Orange High School is a high school in the northern area of Orange County, North Carolina.

Students and faculty 
Founded in 1963, Orange High School educates over 1000 students in the northern half of Orange County–generally, the northern half of Hillsborough and all of the county north of I-85. It was the district's sole high school until Cedar Ridge High School opened in 2002 and the OCS Online Academy opened in 2021.

Like most high schools, Orange High serves grades 9 through 12 offering academic, co-curricular, career and technical, and extracurricular opportunities.

The faculty for the North Carolina school includes 79 licensed classroom teachers, four school counselors, 15 support & office staff, two associate principals, one principal, and 13 teachers for exceptional children. Nine of the teachers National Board Certified Teachers, and over 50 percent of staff hold master's degrees.

In Spring of 2007, it was announced that Jeff Dishmon would not be returning as principal of Orange High for the 2007–2008 school year, where he would be moved to a Central Office position.  Roy Winslow became principal, until January 2010 when it was announced that he would be moving to a school in Granville County. Stephen Scroggs, a former Chapel Hill-Carrboro City Schools Assistant Superintendent, was assigned the position of interim principal until a new principal was found. One of the assistant principals, Armond Hankins, was selected for the position, effective July 1, 2010. Hankins was demoted in 2012, and former Gravelly Hill Middle School principal Jason Johnson replaced him.

Athletics 

The Cross Country team has made it to state championships with both girls and boys for six consecutive years, starting in 2006.

In 2005 the wrestling team won the 3A state title. Orange won back to back state championships, winning both the Dual Meet and Individual titles in 2008 and 2009. Orange has won six individual state champions. The team won the duel-team state championships in 2011 and 2012.

The baseball team finished the 2008 season as 2A state champions with a record of 27–3.

2006 school shooting 

On August 30, 2006, former student 18-year-old Alvaro Rafael Castillo murdered his father, Rafael Castillo, and then drove the family minivan to Orange High School, where he set off a cherry bomb and then opened fire with a 9mm Hi-Point 995 Carbine and a sawed-off 12-gauge Mossberg 500 pump-action shotgun. When his carbine jammed he was apprehended by a deputy sheriff assigned to the school and a retired highway patrol officer who taught driver's education. Two students were injured in the attack, but none were killed.

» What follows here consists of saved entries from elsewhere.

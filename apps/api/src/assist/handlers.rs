//! Axum route handlers for the AI Assist API.

use std::collections::BTreeMap;

use axum::{
    extract::{Multipart, State},
    Json,
};
use serde::{Deserialize, Serialize};
use tracing::info;

use crate::assist::lesson_plan::{document_to_text, LessonPlanInfo};
use crate::assist::{AnalysisRequest, DraftedText, SummaryRequest};
use crate::errors::AppError;
use crate::rubric::{DispositionLevel, RubricItem, RubricType, Score};
use crate::state::AppState;

// ────────────────────────────────────────────────────────────────────────────
// Request / Response types
// ────────────────────────────────────────────────────────────────────────────

#[derive(Debug, Deserialize)]
pub struct LessonPlanTextRequest {
    pub text: String,
}

#[derive(Debug, Serialize)]
pub struct LessonPlanResponse {
    pub lesson_plan: LessonPlanInfo,
    pub extracted_chars: usize,
}

#[derive(Debug, Deserialize)]
pub struct JustificationRequest {
    pub rubric_type: RubricType,
    pub item_id: String,
    pub score: Score,
    #[serde(default)]
    pub subject_name: String,
    pub observation_context: String,
}

#[derive(Debug, Deserialize)]
pub struct AnalysisRequestBody {
    pub rubric_type: RubricType,
    /// Empty means every item in the rubric set.
    #[serde(default)]
    pub item_ids: Vec<String>,
    pub observation_notes: String,
    #[serde(default)]
    pub subject_name: String,
    #[serde(default)]
    pub lesson_plan: Option<LessonPlanInfo>,
}

#[derive(Debug, Serialize)]
pub struct AnalysisResponse {
    pub analyses: BTreeMap<String, DraftedText>,
    /// Item ids whose drafts carry a warning.
    pub needs_review: Vec<String>,
}

#[derive(Debug, Deserialize)]
pub struct SummaryRequestBody {
    pub rubric_type: RubricType,
    #[serde(default)]
    pub scores: BTreeMap<String, Score>,
    #[serde(default)]
    pub justifications: BTreeMap<String, String>,
    #[serde(default)]
    pub disposition_scores: BTreeMap<String, DispositionLevel>,
}

#[derive(Debug, Serialize)]
pub struct SummaryResponse {
    pub summary: String,
}

// ────────────────────────────────────────────────────────────────────────────
// Handlers
// ────────────────────────────────────────────────────────────────────────────

/// POST /api/v1/assist/lesson-plan
pub async fn handle_extract_lesson_plan(
    State(state): State<AppState>,
    Json(request): Json<LessonPlanTextRequest>,
) -> Result<Json<LessonPlanResponse>, AppError> {
    let lesson_plan = state.assist.extract_lesson_plan_info(&request.text).await?;
    Ok(Json(LessonPlanResponse {
        lesson_plan,
        extracted_chars: request.text.chars().count(),
    }))
}

/// POST /api/v1/assist/lesson-plan/upload
///
/// Multipart form with a single `file` field (PDF or plain text).
pub async fn handle_upload_lesson_plan(
    State(state): State<AppState>,
    mut multipart: Multipart,
) -> Result<Json<LessonPlanResponse>, AppError> {
    while let Some(field) = multipart
        .next_field()
        .await
        .map_err(|e| AppError::Validation(format!("invalid multipart body: {e}")))?
    {
        if field.name() != Some("file") {
            continue;
        }
        let file_name = field.file_name().map(str::to_string);
        let content_type = field.content_type().map(str::to_string);
        let bytes = field
            .bytes()
            .await
            .map_err(|e| AppError::Validation(format!("could not read uploaded file: {e}")))?;

        info!(
            "Lesson plan upload: {} ({} bytes)",
            file_name.as_deref().unwrap_or("<unnamed>"),
            bytes.len()
        );
        let text = document_to_text(file_name.as_deref(), content_type.as_deref(), bytes).await?;
        let lesson_plan = state.assist.extract_lesson_plan_info(&text).await?;
        return Ok(Json(LessonPlanResponse {
            lesson_plan,
            extracted_chars: text.chars().count(),
        }));
    }

    Err(AppError::Validation(
        "multipart body must contain a 'file' field".to_string(),
    ))
}

/// POST /api/v1/assist/justification
pub async fn handle_draft_justification(
    State(state): State<AppState>,
    Json(request): Json<JustificationRequest>,
) -> Result<Json<DraftedText>, AppError> {
    let set = request.rubric_type.rubric_set();
    let item = set.item(&request.item_id).ok_or_else(|| {
        AppError::Validation(format!(
            "unknown rubric item '{}' for rubric type '{}'",
            request.item_id,
            request.rubric_type.as_str()
        ))
    })?;

    let drafted = state
        .assist
        .draft_justification(
            item,
            request.score,
            &request.subject_name,
            &request.observation_context,
        )
        .await?;
    Ok(Json(drafted))
}

/// POST /api/v1/assist/analysis
pub async fn handle_draft_analysis(
    State(state): State<AppState>,
    Json(request): Json<AnalysisRequestBody>,
) -> Result<Json<AnalysisResponse>, AppError> {
    let set = request.rubric_type.rubric_set();
    let items: Vec<&'static RubricItem> = if request.item_ids.is_empty() {
        set.items.iter().collect()
    } else {
        request
            .item_ids
            .iter()
            .map(|id| {
                set.item(id).ok_or_else(|| {
                    AppError::Validation(format!(
                        "unknown rubric item '{id}' for rubric type '{}'",
                        request.rubric_type.as_str()
                    ))
                })
            })
            .collect::<Result<_, _>>()?
    };

    let analyses = state
        .assist
        .draft_analysis_for_items(AnalysisRequest {
            items: &items,
            observation_notes: &request.observation_notes,
            subject_name: &request.subject_name,
            rubric_type: request.rubric_type,
            lesson_plan: request.lesson_plan.as_ref(),
        })
        .await?;

    let needs_review = analyses
        .iter()
        .filter(|(_, d)| d.needs_review())
        .map(|(id, _)| id.clone())
        .collect();

    Ok(Json(AnalysisResponse {
        analyses,
        needs_review,
    }))
}

/// POST /api/v1/assist/summary
pub async fn handle_summarize(
    State(state): State<AppState>,
    Json(request): Json<SummaryRequestBody>,
) -> Result<Json<SummaryResponse>, AppError> {
    if request.scores.is_empty() {
        return Err(AppError::Validation(
            "at least one score is required to summarize".to_string(),
        ));
    }

    let summary = state
        .assist
        .summarize_evaluation(SummaryRequest {
            scores: &request.scores,
            justifications: &request.justifications,
            disposition_scores: &request.disposition_scores,
            rubric_type: request.rubric_type,
        })
        .await?;
    Ok(Json(SummaryResponse { summary }))
}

Later that day it was discovered that Castillo had killed his father to "put him out of his misery." When Alvaro Castillo was arrested in the parking lot of Orange High School, he wore a t-shirt with the phrase, "Remember Columbine". He also made the statement "Columbine, remember Columbine," while entering a patrol car, referring to the attack at Columbine High School in Colorado in 1999, which he was obsessed with. He sent a written letter and videotape to the Chapel Hill News prior to the shooting, that made reference to school shootings. He also sent an e-mail to the principal of Columbine High School saying "Dear Principal, In a few hours you will probably hear about a school shooting in North Carolina. I am responsible for it. I remember Columbine. It is time the world remembered it. I am sorry. Goodbye." The carbine he used was the same type used by Columbine shooter Eric Harris.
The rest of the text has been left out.